Characterization of a human peptide deformylase: implications for antibacterial drug design.

Ribosomal protein synthesis in eubacteria and eukaryotic organelles initiates with an N-formylmethionyl-tRNA(i), resulting in N-terminal formylation of all nascent polypeptides. Peptide deformylase (PDF) catalyzes the subsequent removal of the N-terminal formyl group from the majority of bacterial proteins. Deformylation was for a long time thought to be a feature unique to the prokaryotes, making PDF an attractive target for designing novel antibiotics. However, recent genomic sequencing has revealed PDF-like sequences in many eukaryotes, including man. In this work, the cDNA encoding Homo sapiens PDF (HsPDF) has been cloned and a truncated form that lacks the N-terminal 58-amino-acid targeting sequence was overexpressed in Escherichia coli. The recombinant, Co(2+)-substituted protein is catalytically active in deformylating N-formylated peptides, shares many of the properties of bacterial PDF, and is strongly inhibited by specific PDF inhibitors. Expression of HsPDF fused to the enhanced green fluorescence protein in human embryonic kidney cells revealed its location in the mitochondrion. However, HsPDF is much less active than its bacterial counterpart, providing a possible explanation for the apparent lack of deformylation in the mammalian mitochondria. The lower catalytic activity is at least partially due to mutation of a highly conserved residue (Leu-91 in E. coli PDF) in mammalian PDF. PDF inhibitors had no detectable effect on two different human cell lines. These results suggest that HsPDF is likely an evolutional remnant without any functional role in protein formylation/deformylation and validates PDF as an excellent target for antibacterial drug design.

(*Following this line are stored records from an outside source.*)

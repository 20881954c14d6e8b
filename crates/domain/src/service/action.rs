//! Dispatch table from `(domain, service)` to a state transition.

use serde_json::Value;

use crate::entity::{Context, Entity, EntityState};
use crate::service::ServiceCall;
use crate::time::Timestamp;

/// Payload field carrying the requested light brightness.
pub const BRIGHTNESS: &str = "brightness";

/// Every transition the hub knows how to apply.
///
/// Matching is case-sensitive and exact. Anything not listed resolves to
/// [`Unhandled`](Self::Unhandled): the call is still accepted but nothing is
/// mutated.
#[derive(Debug, Clone, PartialEq)]
pub enum ServiceAction {
    /// `light.turn_on`, with the raw `brightness` value when present.
    LightTurnOn { brightness: Option<Value> },
    /// `light.turn_off`.
    LightTurnOff,
    /// `switch.turn_on`.
    SwitchTurnOn,
    /// `switch.turn_off`.
    SwitchTurnOff,
    /// Any other `(domain, service)` pair.
    Unhandled,
}

impl ServiceAction {
    /// Pick the transition for a validated call.
    #[must_use]
    pub fn resolve(call: &ServiceCall) -> Self {
        match (call.domain(), call.service()) {
            ("light", "turn_on") => Self::LightTurnOn {
                brightness: call.field(BRIGHTNESS).cloned(),
            },
            ("light", "turn_off") => Self::LightTurnOff,
            ("switch", "turn_on") => Self::SwitchTurnOn,
            ("switch", "turn_off") => Self::SwitchTurnOff,
            _ => Self::Unhandled,
        }
    }

    /// Whether applying this action mutates anything.
    #[must_use]
    pub fn is_handled(&self) -> bool {
        !matches!(self, Self::Unhandled)
    }

    /// Apply the transition to `entity`.
    ///
    /// Handled actions always stamp both timestamps and replace the context,
    /// whether or not the state actually differs. `brightness` is copied
    /// through as-is.
    pub fn apply(&self, entity: &mut Entity, ts: Timestamp, context: &Context) {
        let new_state = match self {
            Self::LightTurnOn { brightness } => {
                if let Some(value) = brightness {
                    entity.set_attribute(BRIGHTNESS, value.clone());
                }
                EntityState::On
            }
            Self::SwitchTurnOn => EntityState::On,
            Self::LightTurnOff | Self::SwitchTurnOff => EntityState::Off,
            Self::Unhandled => return,
        };
        entity.update_state(new_state, ts, context.clone());
    }
}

Determination of the ionization state and catalytic function of Glu-133 in peptide deformylase by difference FTIR spectroscopy.

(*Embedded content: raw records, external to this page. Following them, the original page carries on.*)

//! Shared fixtures for handler tests.

use std::sync::{Arc, Mutex};

use axum::Router;
use axum::body::Body;
use axum::http::{Request, StatusCode, header};
use http_body_util::BodyExt;
use serde_json::Value;
use tower::ServiceExt;

use hamock_app::id_generator::SequentialIdGenerator;
use hamock_app::ports::{EntityStore, IdGenerator};
use hamock_app::services::service_dispatcher::ServiceDispatcher;
use hamock_app::services::state_service::StateService;
use hamock_domain::entity::Entity;
use hamock_domain::system_config::SystemConfig;

use crate::home_assistant::HomeAssistantApp;
use crate::mock_app::MockApp;
use crate::state::AppState;

pub(crate) struct StubStore {
    entities: Mutex<Vec<Entity>>,
}

impl EntityStore for StubStore {
    fn get_all(&self) -> Vec<Entity> {
        self.entities.lock().unwrap().clone()
    }

    fn get(&self, entity_id: &str) -> Option<Entity> {
        self.entities
            .lock()
            .unwrap()
            .iter()
            .find(|e| e.entity_id == entity_id)
            .cloned()
    }

    fn apply_mutation<F>(&self, entity_id: &str, mutator: F) -> bool
    where
        F: FnOnce(&mut Entity),
    {
        let mut entities = self.entities.lock().unwrap();
        match entities.iter_mut().find(|e| e.entity_id == entity_id) {
            Some(entity) => {
                mutator(entity);
                true
            }
            None => false,
        }
    }

    fn len(&self) -> usize {
        self.entities.lock().unwrap().len()
    }
}

pub(crate) type TestState = AppState<Arc<StubStore>, SequentialIdGenerator>;

pub(crate) fn test_state() -> TestState {
    test_state_with(SequentialIdGenerator::default())
}

/// Same two-entity store, minting context ids with `ids`.
pub(crate) fn test_state_with<G>(ids: G) -> AppState<Arc<StubStore>, G>
where
    G: IdGenerator + Send + Sync + 'static,
{
    let ts = "2024-01-15T10:00:00Z".parse().unwrap();
    let entities = vec![
        Entity::builder()
            .entity_id("light.living_room")
            .friendly_name("Living Room")
            .state("off")
            .attribute("brightness", 255)
            .timestamp(ts)
            .context_id("01J4A2B3C4D5E6F7G8H9I0J1")
            .build()
            .unwrap(),
        Entity::builder()
            .entity_id("switch.kitchen")
            .friendly_name("Kitchen Switch")
            .state("off")
            .timestamp(ts)
            .context_id("01J4A2B3C4D5E6F7G8H9I0J3")
            .build()
            .unwrap(),
    ];
    let store = Arc::new(StubStore {
        entities: Mutex::new(entities),
    });

    AppState::new(
        StateService::new(Arc::clone(&store)),
        ServiceDispatcher::new(store, ids),
        SystemConfig::default(),
    )
}

/// Home Assistant routes over a fresh two-entity store.
pub(crate) fn test_app() -> Router {
    HomeAssistantApp::new(test_state()).routes()
}

async fn send(app: Router, request: Request<Body>) -> (StatusCode, Value) {
    let response = app.oneshot(request).await.unwrap();
    let status = response.status();
    let bytes = response.into_body().collect().await.unwrap().to_bytes();
    let body = if bytes.is_empty() {
        Value::Null
    } else {
        serde_json::from_slice(&bytes).unwrap()
    };
    (status, body)
}

pub(crate) async fn get(app: Router, uri: &str) -> (StatusCode, Value) {
    send(app, Request::builder().uri(uri).body(Body::empty()).unwrap()).await
}

pub(crate) async fn post(app: Router, uri: &str, body: Value) -> (StatusCode, Value) {
    post_raw(app, uri, &body.to_string()).await
}

pub(crate) async fn post_raw(app: Router, uri: &str, body: &str) -> (StatusCode, Value) {
    let request = Request::builder()
        .method("POST")
        .uri(uri)
        .header(header::CONTENT_TYPE, "application/json")
        .body(Body::from(body.to_string()))
        .unwrap();
    send(app, request).await
}
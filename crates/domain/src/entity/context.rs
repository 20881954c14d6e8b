//! Mutation provenance.

use serde::{Deserialize, Serialize};

use crate::id::ContextId;

/// Provenance of the last mutation of an entity, also echoed in service
/// call responses.
///
/// `user_id` and `parent_id` are always `null` in this hub: there are no
/// users and no chained calls.
#[derive(Debug, Clone, PartialEq, Eq, Serialize, Deserialize)]
pub struct Context {
    pub id: ContextId,
    pub user_id: Option<String>,
    pub parent_id: Option<String>,
}

impl Context {
    /// Anonymous, top-level context with the given id.
    #[must_use]
    pub fn new(id: ContextId) -> Self {
        Self {
            id,
            user_id: None,
            parent_id: None,
        }
    }
}
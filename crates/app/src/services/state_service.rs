//! State service: read-side use-cases over the entity store.

use hamock_domain::entity::Entity;
use hamock_domain::error::{MockError, NotFoundError};

use crate::ports::EntityStore;

/// Application service for listing and looking up entity states.
pub struct StateService<S> {
    store: S,
}

impl<S: EntityStore> StateService<S> {
    /// Create a new service backed by the given store.
    pub fn new(store: S) -> Self {
        Self { store }
    }

    /// Every entity, in seed order.
    pub fn list_states(&self) -> Vec<Entity> {
        self.store.get_all()
    }

    /// Look up an entity by its `entity_id`, returning an error if not found.
    ///
    /// # Errors
    ///
    /// Returns [`MockError::NotFound`] when no entity with `entity_id` exists.
    pub fn get_state(&self, entity_id: &str) -> Result<Entity, MockError> {
        self.store.get(entity_id).ok_or_else(|| {
            NotFoundError {
                entity: "Entity",
                id: entity_id.to_string(),
            }
            .into()
        })
    }
}

#[cfg(test)]
mod tests {
    use super::*;
    use crate::services::testing::{VecStore, seed};

    fn make_service() -> StateService<VecStore> {
        StateService::new(VecStore::new(seed()))
    }

    #[test]
    fn should_list_all_entities_in_seed_order() {
        let ids: Vec<String> = make_service()
            .list_states()
            .into_iter()
            .map(|e| e.entity_id)
            .collect();
        assert_eq!(
            ids,
            ["light.living_room", "switch.kitchen", "sensor.temperature_living"]
        );
    }

    #[test]
    fn should_get_entity_by_id() {
        let entity = make_service().get_state("switch.kitchen").unwrap();
        assert_eq!(entity.entity_id, "switch.kitchen");
    }

    #[test]
    fn should_return_not_found_when_entity_missing() {
        let result = make_service().get_state("non.existent");
        match result {
            Err(MockError::NotFound(err)) => {
                assert_eq!(err.id, "non.existent");
                assert_eq!(err.to_string(), "Entity non.existent not found");
            }
            other => panic!("expected not found, got {other:?}"),
        }
    }
}
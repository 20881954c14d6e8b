//! Built-in demo home.
//!
//! Every entity carries a fixed context id and the same seed timestamp so
//! that a fresh process always serves byte-identical states.

mod lights;
mod sensors;
mod switches;

use hamock_domain::entity::Entity;
use hamock_domain::error::MockError;
use hamock_domain::time::Timestamp;

/// Timestamp stamped on every built-in entity.
const SEEDED_AT: &str = "2024-01-15T10:00:00Z";

/// Entities of the built-in home, in listing order.
///
/// # Errors
///
/// Returns a validation error if a hardcoded entity is rejected by the
/// builder.
pub fn builtin_states() -> Result<Vec<Entity>, MockError> {
    let ts = seeded_at();
    let mut entities = lights::entities(ts)?;
    entities.extend(switches::entities(ts)?);
    entities.extend(sensors::entities(ts)?);
    Ok(entities)
}

fn seeded_at() -> Timestamp {
    SEEDED_AT.parse().unwrap_or_default()
}
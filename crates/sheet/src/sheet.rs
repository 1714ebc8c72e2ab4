use crate::cell::Cell;
use crate::error::Result;
use sheetstore_primitives::CellAddress;
use std::collections::BTreeMap;

/// A named, sparse grid of cells.
///
/// Cells are kept in row-major order; blank cells have no entry.
#[derive(Debug, Clone, Default, PartialEq)]
pub struct Sheet {
    name: String,
    cells: BTreeMap<CellAddress, Cell>,
}

impl Sheet {
    /// Create an empty sheet. The name is not validated here; see [`crate::Book`].
    #[must_use]
    pub fn with_name(name: &str) -> Self {
        Self {
            name: name.to_string(),
            cells: BTreeMap::new(),
        }
    }

    #[must_use]
    pub fn name(&self) -> &str {
        &self.name
    }

    /// Number of non-blank cells
    #[must_use]
    pub fn len(&self) -> usize {
        self.cells.len()
    }

    #[must_use]
    pub fn is_empty(&self) -> bool {
        self.cells.is_empty()
    }

    #[must_use]
    pub fn get(&self, addr: CellAddress) -> Option<&Cell> {
        self.cells.get(&addr)
    }

    /// Store a cell, returning the previous one.
    pub fn set(&mut self, addr: CellAddress, cell: Cell) -> Option<Cell> {
        self.cells.insert(addr, cell)
    }

    /// Make a cell blank, returning what it held.
    pub fn clear(&mut self, addr: CellAddress) -> Option<Cell> {
        self.cells.remove(&addr)
    }

    /// Get a cell by A1 notation
    pub fn get_a1(&self, notation: &str) -> Result<Option<&Cell>> {
        Ok(self.get(CellAddress::parse(notation)?))
    }

    /// Set a cell by A1 notation
    pub fn set_a1(&mut self, notation: &str, cell: Cell) -> Result<Option<Cell>> {
        Ok(self.set(CellAddress::parse(notation)?, cell))
    }

    /// Non-blank cells in row-major order
    pub fn cells(&self) -> impl Iterator<Item = (CellAddress, &Cell)> {
        self.cells.iter().map(|(addr, cell)| (*addr, cell))
    }
}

Peptide deformylase (PDF) catalyzes the hydrolytic removal of the N-terminal formyl group from newly synthesized polypeptides in eubacteria and the organelles of certain eukaryotes. PDF is a novel class of amide hydrolase, which utilizes an Fe2+ ion to effect the hydrolysis of an amide bond. The ferrous ion is tetrahedrally coordinated by two histidines from a conserved HEXXH motif, a cysteine, and a water molecule. In this work, the function of the conserved glutamate (Glu-133 in Escherichia coli PDF) is evaluated by difference FTIR spectroscopic analysis of a Co(II)-substituted E. coli wild-type and E133D mutant PDF. At pH <6, the wild-type enzyme exhibited a relatively sharp C=O stretch band at 1742 cm(-1), which is assigned to the COOH group of Glu-133. The pH titration study and curve fitting to the data revealed a pK(a) of 6.0 for Glu-133 (in the presence of 500 mM NaCl). For the E133D mutant, which is only approximately 10-fold less active than the wild-type enzyme, a similar pH titration study of the Asp-133 C=O stretch band at 1740 cm(-1) revealed a pK(a) of 10.1. This unusually high pK(a) for a carboxyl group is likely due to its hydrophobic environment and electrostatic repulsion from the metal-bound hydroxide. These results argue that in the active form of E133D PDF, Asp-133 is protonated and therefore acts as a general acid during the decomposition of the tetrahedral intermediate by donating a proton to the leaving amide ion perhaps through a water molecule in the cavity created by the E133D mutation. In contrast, Glu-133 is deprotonated in the active form of wild-type PDF. We propose that Glu-133 acts as a proton shuttle accepting a proton from the metal-bound water and subsequently acts as a general acid during the decomposition of the tetrahedral intermediate.